Occasionally, the ugly form of bookkeeping does appear and is often caught by the accountant preparing the business’s tax returns. In these instances, the accountant is forced to redo the business books, which incurs an incredible expense. These cases are apparent because the ‘story’ told by the financial statements is so far off from the reality that the errors become apparent.

Bad bookkeeping often happens, and business owners rely on incomplete information in attempting to run the business. It is much like getting a weather report. The bad bookkeeper will tell you the temperature. The superfine bookkeeper will tell you the same temperature along with the wind speed, barometric pressure, cloud cover, humidity, and other critical details. The details are what differentiate a bad bookkeeper from the superfine bookkeeper. Without the entire picture, you could run the company for a year with unreliable information. Only when you meet with your CPA at tax time, you discover it is 84 degrees, and you are in the middle of a hurricane when you thought it was 84 degrees and you were on a sunny beach. The financial details complete the picture you need to run your business and build growth.

Four signs of bad bookkeeping

  • Tax penalties and other punitive fees.  When business is getting assessed with nuance fees and penalties from your bank, tax authorities, key vendors, and other financial partners, the details are likely not being checked.  

  • Old or unusual items on common reports. These are more technical errors that occur when a bookkeeper records a transaction to a sub-ledger and then does not correctly close out the transaction resulting in numbers that should have removed from reports remaining forever. This makes the reports less reliable for business decisions.

  • Inability to answer questions about their work. The bookkeeper cannot answer questions about their bookkeeping, or the answers are inconsistent with the business’s operations. A business should be able to rely on their bookkeeper for financial information.

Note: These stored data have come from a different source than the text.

// Aegisum mining engine
//
// Core: sessions, energy, rewards, completion sweep
// Storage: PostgreSQL (durable), Redis (status cache + completion events)

pub mod api;
pub mod clock;
pub mod config;
pub mod energy;
pub mod engine;
pub mod error;
pub mod memory;
pub mod metrics;
pub mod postgres;
pub mod redis_backend;
pub mod reward;
pub mod scheduler;
pub mod session;
pub mod store;

/// Account identifier shared with the user service.
pub type UserId = i64;

pub use engine::{CleanupReport, EnergyStatus, MiningEngine, MiningStatus, StartReceipt, SweepReport};
pub use error::{MiningError, StorageError};
pub use store::{CompletionNotifier, MiningStore, StatusCache};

  • Inconsistent treatment of similar transactions & lack of understanding of trend analysis. Inconsistent treatment of similar transactions indicates a lack of understanding of basic accounting principles and makes accounting data less useful for trend analysis and monitoring mistakes. An example of this is when the bookkeeper records waste removal to a utilities account one month to repairs and maintenance the next. Utility type expenses should have twelve items expensed in a year (one per month). Trend analysis can be used to watch for errors, both in accounting or operations. A missed month could indicate a missed payment.

Superfine bookkeeping can improve your bottom line!

Superfine bookkeeping should provide information to manage your business. Strong management of accounts receivable can show your customers you are well organized. A work in progress listing can enable faster billing. An accurate accounts receivable listing will identify a need to phone customers with amounts older than thirty days. An accounts receivable listing will also pinpoint customer trends. If a certain customer normally orders $10,000 in product every week and this week they haven’t, someone can phone the customer to find out what happened.

An aged inventory listing can be used to manage stock. For example, a wine shop can track old and slower-moving inventory and put any inventory older than a year on sale, replacing it with more popular vintages. The listing can be used to monitor popular vintages, and larger orders can be placed for any new product that sells out within a week.

Strong cash flow management can cut down on borrowing costs. As an example, often, accounts receivable is a business’s largest current asset, and management of it can cut down on your business’ use of a line of credit, which charges interest. For example, if the average collection period for an invoice can be moved from 45 days to 25 days, the faster payment can be used to reduce the use of a credit line.

It is strong attention to detail that brings joy to a superfine bookkeeper and provides you with the critical details to grow your business. Superfine bookkeeping is essential to a healthy business. If you don’t have one – either get your bookkeeper some training or replace your bookkeeper.